The crew debrief provided a significantly more comprehensive debrief of the events than were provided in the scram report. The sequence of events was developed, which identified several equipment challenges that had not been identified through the scram report or subsequent reviews. This debrief significantly improved on the sequence of events, emergency core cooling system response, nuclear steam supply shutoff system performance and the procedural and diagnostic challenges because of the observed system responses and equipment operating problems.
For example, the operators identified the need to reset the scram within 15-20 minutes of the event; however, the scram was not reset until approximately 55 minutes later after attempting to establish level control within the high and low level set points.
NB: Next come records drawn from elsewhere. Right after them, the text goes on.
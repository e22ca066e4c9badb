// batch/generational.rs

use super::context::UpdateContext;
use super::mesh_batcher::MeshBatcher;
use crate::scene::{Drawable, ElementArena, ElementId, Generation, RenderRoot};
use crate::settings::BatcherSettings;

/// Counter snapshot for diagnostics panels.
#[derive(Debug, Clone, Copy, Default)]
pub struct BatcherStats {
    pub gen0_count: usize,
    pub gen1_count: usize,
    pub gen2_count: usize,
    pub total_count: usize,
    pub batch_count: usize,
    pub total_vertex_count: usize,
}

/// Generational batching manager.
///
/// Borrows the generational GC model: elements enter Gen0 (volatile,
/// rendered independently), age into Gen1 after staying unchanged for
/// `promotion_threshold_gen1` frames, and into Gen2 after a further
/// `promotion_threshold_gen2` stable frames. Only Gen2 feeds the owned
/// [`MeshBatcher`], so merged meshes are rebuilt when stable membership
/// changes rather than every frame. Any mutation demotes an element straight
/// back to Gen0, the write-barrier analogue.
pub struct GenerationalBatcher {
    pub promotion_threshold_gen1: u32,
    pub promotion_threshold_gen2: u32,

    gen0: Vec<ElementId>,
    gen1: Vec<ElementId>,
    gen2: Vec<ElementId>,

    gen2_batcher: MeshBatcher,
    gen2_dirty: bool,

    // Staged promotions, applied only after both sweeps finish so an element
    // promoted this frame is never swept again in the same frame.
    promote_to_gen1: Vec<ElementId>,
    promote_to_gen2: Vec<ElementId>,
}

impl GenerationalBatcher {
    pub fn new(root: RenderRoot) -> Self {
        Self::with_settings(root, BatcherSettings::default())
    }

    pub fn with_settings(root: RenderRoot, settings: BatcherSettings) -> Self {
        Self {
            promotion_threshold_gen1: settings.promotion_threshold_gen1,
            promotion_threshold_gen2: settings.promotion_threshold_gen2,
            gen0: Vec::new(),
            gen1: Vec::new(),
            gen2: Vec::new(),
            gen2_batcher: MeshBatcher::with_settings(root, settings),
            gen2_dirty: false,
            promote_to_gen1: Vec::new(),
            promote_to_gen2: Vec::new(),
        }
    }

    /// Starts tracking an element at Gen0.
    pub fn add_element<E: Drawable>(&mut self, id: ElementId, elements: &mut ElementArena<E>) {
        let Some(element) = elements.get_mut(id) else {
            return;
        };
        let state = element.batch_state_mut();
        state.generation = Generation::Gen0;
        state.stable_frames = 0;
        state.dirty_this_frame = false;
        self.gen0.push(id);
    }

    /// Stops tracking an element. Works on already-destroyed ids too: the id
    /// is purged from whichever tier list still holds it.
    pub fn remove_element<E: Drawable>(&mut self, id: ElementId, elements: &mut ElementArena<E>) {
        match elements.get(id).map(|element| element.batch_state().generation) {
            Some(Generation::Gen0) => {
                remove_id(&mut self.gen0, id);
            }
            Some(Generation::Gen1) => {
                remove_id(&mut self.gen1, id);
            }
            Some(Generation::Gen2) => {
                remove_id(&mut self.gen2, id);
                if let Some(element) = elements.get_mut(id) {
                    element.set_batched(false);
                }
                self.gen2_dirty = true;
            }
            None => {
                remove_id(&mut self.gen0, id);
                remove_id(&mut self.gen1, id);
                if remove_id(&mut self.gen2, id) {
                    self.gen2_dirty = true;
                }
            }
        }

        if let Some(element) = elements.get_mut(id) {
            let state = element.batch_state_mut();
            state.generation = Generation::Gen0;
            state.stable_frames = 0;
        }
    }

    /// Demotes a mutated element back to Gen0 and resets its stability
    /// counter. Gen2 demotions unbatch the element and schedule a merged
    /// mesh rebuild for the next update.
    pub fn mark_dirty<E: Drawable>(&mut self, id: ElementId, elements: &mut ElementArena<E>) {
        let Some(element) = elements.get_mut(id) else {
            return;
        };

        match element.batch_state().generation {
            Generation::Gen2 => {
                remove_id(&mut self.gen2, id);
                element.set_batched(false);
                self.gen2_dirty = true;
            }
            Generation::Gen1 => {
                remove_id(&mut self.gen1, id);
            }
            Generation::Gen0 => {}
        }

        let state = element.batch_state_mut();
        state.generation = Generation::Gen0;
        state.stable_frames = 0;
        state.dirty_this_frame = true;

        if !self.gen0.contains(&id) {
            self.gen0.push(id);
        }
    }

    /// Per-frame tick: sweeps Gen0 then Gen1, applies staged promotions, and
    /// rebuilds the Gen2 merged meshes only when Gen2 membership changed.
    pub fn update<E: Drawable>(&mut self, elements: &mut ElementArena<E>) {
        self.promote_to_gen1.clear();
        self.promote_to_gen2.clear();

        // 1. Gen0 sweep: drop destroyed ids, age stable elements, stage
        //    promotion candidates.
        let threshold = self.promotion_threshold_gen1;
        let staged = &mut self.promote_to_gen1;
        self.gen0.retain(|&id| {
            let Some(element) = elements.get_mut(id) else {
                return false;
            };
            let state = element.batch_state_mut();
            let mut promoted = false;
            if !state.dirty_this_frame {
                state.stable_frames += 1;
                if state.stable_frames >= threshold {
                    staged.push(id);
                    promoted = true;
                }
            }
            state.dirty_this_frame = false;
            !promoted
        });

        // 2. Gen1 sweep, same shape.
        let threshold = self.promotion_threshold_gen2;
        let staged = &mut self.promote_to_gen2;
        self.gen1.retain(|&id| {
            let Some(element) = elements.get_mut(id) else {
                return false;
            };
            let state = element.batch_state_mut();
            let mut promoted = false;
            if !state.dirty_this_frame {
                state.stable_frames += 1;
                if state.stable_frames >= threshold {
                    staged.push(id);
                    promoted = true;
                }
            }
            state.dirty_this_frame = false;
            !promoted
        });

        // Apply staged promotions now that both sweeps are done. The
        // stability counter restarts in the new tier.
        for &id in &self.promote_to_gen1 {
            if let Some(element) = elements.get_mut(id) {
                let state = element.batch_state_mut();
                state.generation = Generation::Gen1;
                state.stable_frames = 0;
                self.gen1.push(id);
            }
        }
        let promoted_to_gen2 = !self.promote_to_gen2.is_empty();
        for &id in &self.promote_to_gen2 {
            if let Some(element) = elements.get_mut(id) {
                let state = element.batch_state_mut();
                state.generation = Generation::Gen2;
                state.stable_frames = 0;
                self.gen2.push(id);
            }
        }

        // 3. Rebuild merged meshes only when Gen2 membership changed.
        if promoted_to_gen2 || self.gen2_dirty {
            log::trace!(
                "rebuilding gen2 batches: {} elements, promotion={}, invalidated={}",
                self.gen2.len(),
                promoted_to_gen2,
                self.gen2_dirty
            );
            self.gen2_batcher.rebuild_batch(&self.gen2, elements);
            self.gen2_dirty = false;
        }
    }

    /// Assigns render order: Gen0 elements first, then Gen1, then the Gen2
    /// batch groups, all from the shared counter in `context`.
    ///
    /// This is not a z-order-preserving merge across tiers. Content whose
    /// visuals depend on exact interleaving should only be promoted when it
    /// is order-independent (opaque or non-overlapping).
    pub fn set_rendering_order<E: Drawable>(
        &mut self,
        context: &mut UpdateContext,
        elements: &mut ElementArena<E>,
    ) {
        for &id in &self.gen0 {
            if let Some(element) = elements.get_mut(id) {
                if element.renderer_enabled() {
                    element.set_sorting_order(context.next_order());
                }
            }
        }
        for &id in &self.gen1 {
            if let Some(element) = elements.get_mut(id) {
                if element.renderer_enabled() {
                    element.set_sorting_order(context.next_order());
                }
            }
        }

        self.gen2_batcher.set_rendering_order(context);
    }

    /// Forces every element back to Gen0. Gen2 elements return to
    /// independent rendering; the next `update` rebuilds the (now empty)
    /// merged meshes.
    pub fn reset<E: Drawable>(&mut self, elements: &mut ElementArena<E>) {
        for id in self.gen2.drain(..) {
            if let Some(element) = elements.get_mut(id) {
                element.set_batched(false);
                let state = element.batch_state_mut();
                state.generation = Generation::Gen0;
                state.stable_frames = 0;
                self.gen0.push(id);
            }
        }

        for id in self.gen1.drain(..) {
            if let Some(element) = elements.get_mut(id) {
                let state = element.batch_state_mut();
                state.generation = Generation::Gen0;
                state.stable_frames = 0;
                self.gen0.push(id);
            }
        }

        self.gen2_dirty = true;
        log::debug!("generational batcher reset: {} elements in gen0", self.gen0.len());
    }

    /// Releases the owned mesh batcher and stops tracking everything.
    pub fn dispose<E: Drawable>(&mut self, elements: &mut ElementArena<E>) {
        for &id in &self.gen2 {
            if let Some(element) = elements.get_mut(id) {
                element.set_batched(false);
            }
        }
        self.gen0.clear();
        self.gen1.clear();
        self.gen2.clear();
        self.gen2_batcher.dispose(elements);
        self.gen2_dirty = false;
    }

    pub fn gen0_count(&self) -> usize {
        self.gen0.len()
    }

    pub fn gen1_count(&self) -> usize {
        self.gen1.len()
    }

    pub fn gen2_count(&self) -> usize {
        self.gen2.len()
    }

    pub fn total_count(&self) -> usize {
        self.gen0.len() + self.gen1.len() + self.gen2.len()
    }

    pub fn batch_count(&self) -> usize {
        self.gen2_batcher.batch_count()
    }

    pub fn total_vertex_count(&self) -> usize {
        self.gen2_batcher.total_vertex_count()
    }

    pub fn mesh_batcher(&self) -> &MeshBatcher {
        &self.gen2_batcher
    }

    pub fn stats(&self) -> BatcherStats {
        BatcherStats {
            gen0_count: self.gen0_count(),
            gen1_count: self.gen1_count(),
            gen2_count: self.gen2_count(),
            total_count: self.total_count(),
            batch_count: self.batch_count(),
            total_vertex_count: self.total_vertex_count(),
        }
    }
}

fn remove_id(list: &mut Vec<ElementId>, id: ElementId) -> bool {
    if let Some(position) = list.iter().position(|&candidate| candidate == id) {
        list.remove(position);
        true
    } else {
        false
    }
}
The inability to utilize the reactor core isolation cooling recirculation mode was identified as a contributor to the subsequent reactor protection system actuation on low level. Procedural guidance concerns were identified for the Division III emergency diesel generator guidance on resetting the actuation signal and reestablishing reactor water cleanup.
The need to declare the main steam leakage control system inoperable to equalize pressure around the main steam isolation valves was identified as a distraction.
However, the team noted that the problems with operator conduct of the initial cooldown and the reactor core isolation cooling system trip following the initial manual start were not identified until 2-3 days after the scram.
The identity of the four control rods for which position indication was lost immediately following the scram, was not saved for later evaluation.
The post scram reviews performed to verify the systems'erformance also did not identify the performance issues.
The team was concerned that the licensee moved from the fact finding to resolution of the issues prior to completing the initial event review.
The performance of system walkdowns following the event was mixed. The system engineer responsible for the containment instrument air system noted increased nitrogen usage for the system following post-maintenance restoration.
Subsequent troubleshooting identified the source of the nitrogen usage as two relief valves leaking past their seats.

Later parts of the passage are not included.